***** DATA UNDER STUDY *****

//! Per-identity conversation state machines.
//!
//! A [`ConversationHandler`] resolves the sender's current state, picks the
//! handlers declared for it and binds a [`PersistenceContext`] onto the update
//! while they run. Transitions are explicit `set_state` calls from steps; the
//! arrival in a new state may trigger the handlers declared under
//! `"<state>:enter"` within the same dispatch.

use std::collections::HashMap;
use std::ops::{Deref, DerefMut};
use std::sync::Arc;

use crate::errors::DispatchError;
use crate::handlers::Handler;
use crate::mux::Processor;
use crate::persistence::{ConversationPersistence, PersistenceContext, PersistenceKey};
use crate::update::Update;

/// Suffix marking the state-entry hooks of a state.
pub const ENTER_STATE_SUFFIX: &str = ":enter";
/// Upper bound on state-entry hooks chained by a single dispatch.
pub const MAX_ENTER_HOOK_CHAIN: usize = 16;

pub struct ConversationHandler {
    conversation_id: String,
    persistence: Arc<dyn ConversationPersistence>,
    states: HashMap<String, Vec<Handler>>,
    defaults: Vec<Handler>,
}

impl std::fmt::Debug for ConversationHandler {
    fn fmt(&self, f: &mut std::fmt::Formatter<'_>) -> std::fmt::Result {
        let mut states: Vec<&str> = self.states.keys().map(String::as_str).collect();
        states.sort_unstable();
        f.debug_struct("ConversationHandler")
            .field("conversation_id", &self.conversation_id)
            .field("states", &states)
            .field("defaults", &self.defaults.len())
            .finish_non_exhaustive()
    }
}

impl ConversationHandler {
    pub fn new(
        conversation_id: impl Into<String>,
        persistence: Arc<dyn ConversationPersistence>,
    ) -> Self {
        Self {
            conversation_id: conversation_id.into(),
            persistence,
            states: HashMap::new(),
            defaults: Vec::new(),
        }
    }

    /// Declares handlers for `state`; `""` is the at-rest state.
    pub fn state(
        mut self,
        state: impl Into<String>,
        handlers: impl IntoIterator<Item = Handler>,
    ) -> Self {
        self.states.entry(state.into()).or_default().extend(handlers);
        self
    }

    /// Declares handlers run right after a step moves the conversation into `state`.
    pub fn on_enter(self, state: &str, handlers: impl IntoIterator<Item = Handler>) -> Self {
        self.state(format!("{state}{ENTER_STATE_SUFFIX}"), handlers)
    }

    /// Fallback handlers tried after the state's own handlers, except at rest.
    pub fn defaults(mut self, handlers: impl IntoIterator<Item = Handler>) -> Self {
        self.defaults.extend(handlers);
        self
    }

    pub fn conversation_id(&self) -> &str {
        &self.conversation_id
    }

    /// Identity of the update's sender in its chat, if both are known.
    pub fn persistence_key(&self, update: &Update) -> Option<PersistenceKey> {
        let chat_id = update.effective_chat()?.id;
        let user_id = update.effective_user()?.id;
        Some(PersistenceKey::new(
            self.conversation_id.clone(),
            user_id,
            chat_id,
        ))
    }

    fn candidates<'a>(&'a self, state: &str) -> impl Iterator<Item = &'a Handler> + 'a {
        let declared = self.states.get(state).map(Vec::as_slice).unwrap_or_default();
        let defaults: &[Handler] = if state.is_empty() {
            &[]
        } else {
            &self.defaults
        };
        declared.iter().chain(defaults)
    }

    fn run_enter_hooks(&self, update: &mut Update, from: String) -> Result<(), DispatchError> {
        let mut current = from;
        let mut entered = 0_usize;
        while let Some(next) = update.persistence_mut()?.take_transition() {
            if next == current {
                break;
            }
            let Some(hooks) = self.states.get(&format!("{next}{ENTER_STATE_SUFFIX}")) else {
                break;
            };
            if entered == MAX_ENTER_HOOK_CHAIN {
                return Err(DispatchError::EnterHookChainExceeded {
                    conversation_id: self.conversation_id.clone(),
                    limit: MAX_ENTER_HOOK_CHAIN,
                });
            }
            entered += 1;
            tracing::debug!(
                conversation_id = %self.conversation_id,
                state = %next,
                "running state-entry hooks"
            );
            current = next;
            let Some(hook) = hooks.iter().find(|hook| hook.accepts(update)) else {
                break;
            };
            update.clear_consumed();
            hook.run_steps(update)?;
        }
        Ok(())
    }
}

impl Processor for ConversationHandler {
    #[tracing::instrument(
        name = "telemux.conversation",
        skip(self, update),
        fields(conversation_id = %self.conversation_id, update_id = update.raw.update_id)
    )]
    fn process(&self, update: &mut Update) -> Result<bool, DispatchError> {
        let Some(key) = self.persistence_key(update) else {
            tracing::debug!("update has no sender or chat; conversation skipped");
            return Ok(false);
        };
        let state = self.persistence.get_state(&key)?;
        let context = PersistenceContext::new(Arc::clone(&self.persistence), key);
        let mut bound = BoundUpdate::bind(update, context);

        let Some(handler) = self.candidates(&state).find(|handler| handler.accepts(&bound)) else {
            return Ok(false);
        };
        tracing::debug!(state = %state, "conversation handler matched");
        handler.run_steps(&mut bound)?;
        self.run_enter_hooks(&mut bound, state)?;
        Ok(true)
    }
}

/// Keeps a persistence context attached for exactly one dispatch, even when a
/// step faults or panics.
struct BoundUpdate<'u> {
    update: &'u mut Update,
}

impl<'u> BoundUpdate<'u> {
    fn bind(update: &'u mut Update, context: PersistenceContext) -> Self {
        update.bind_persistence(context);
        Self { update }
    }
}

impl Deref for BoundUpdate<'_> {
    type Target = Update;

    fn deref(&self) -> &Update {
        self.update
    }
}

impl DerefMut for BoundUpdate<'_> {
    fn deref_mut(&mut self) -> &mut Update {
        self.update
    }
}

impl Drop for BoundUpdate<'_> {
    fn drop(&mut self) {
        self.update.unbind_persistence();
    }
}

*****

• TASK DETAILS: Look through the records and gather each line with the word "PersistenceContext".

• THE ANSWER:
//! handlers declared for it and binds a [`PersistenceContext`] onto the update
use crate::persistence::{ConversationPersistence, PersistenceContext, PersistenceKey};
        let context = PersistenceContext::new(Arc::clone(&self.persistence), key);
    fn bind(update: &'u mut Update, context: PersistenceContext) -> Self {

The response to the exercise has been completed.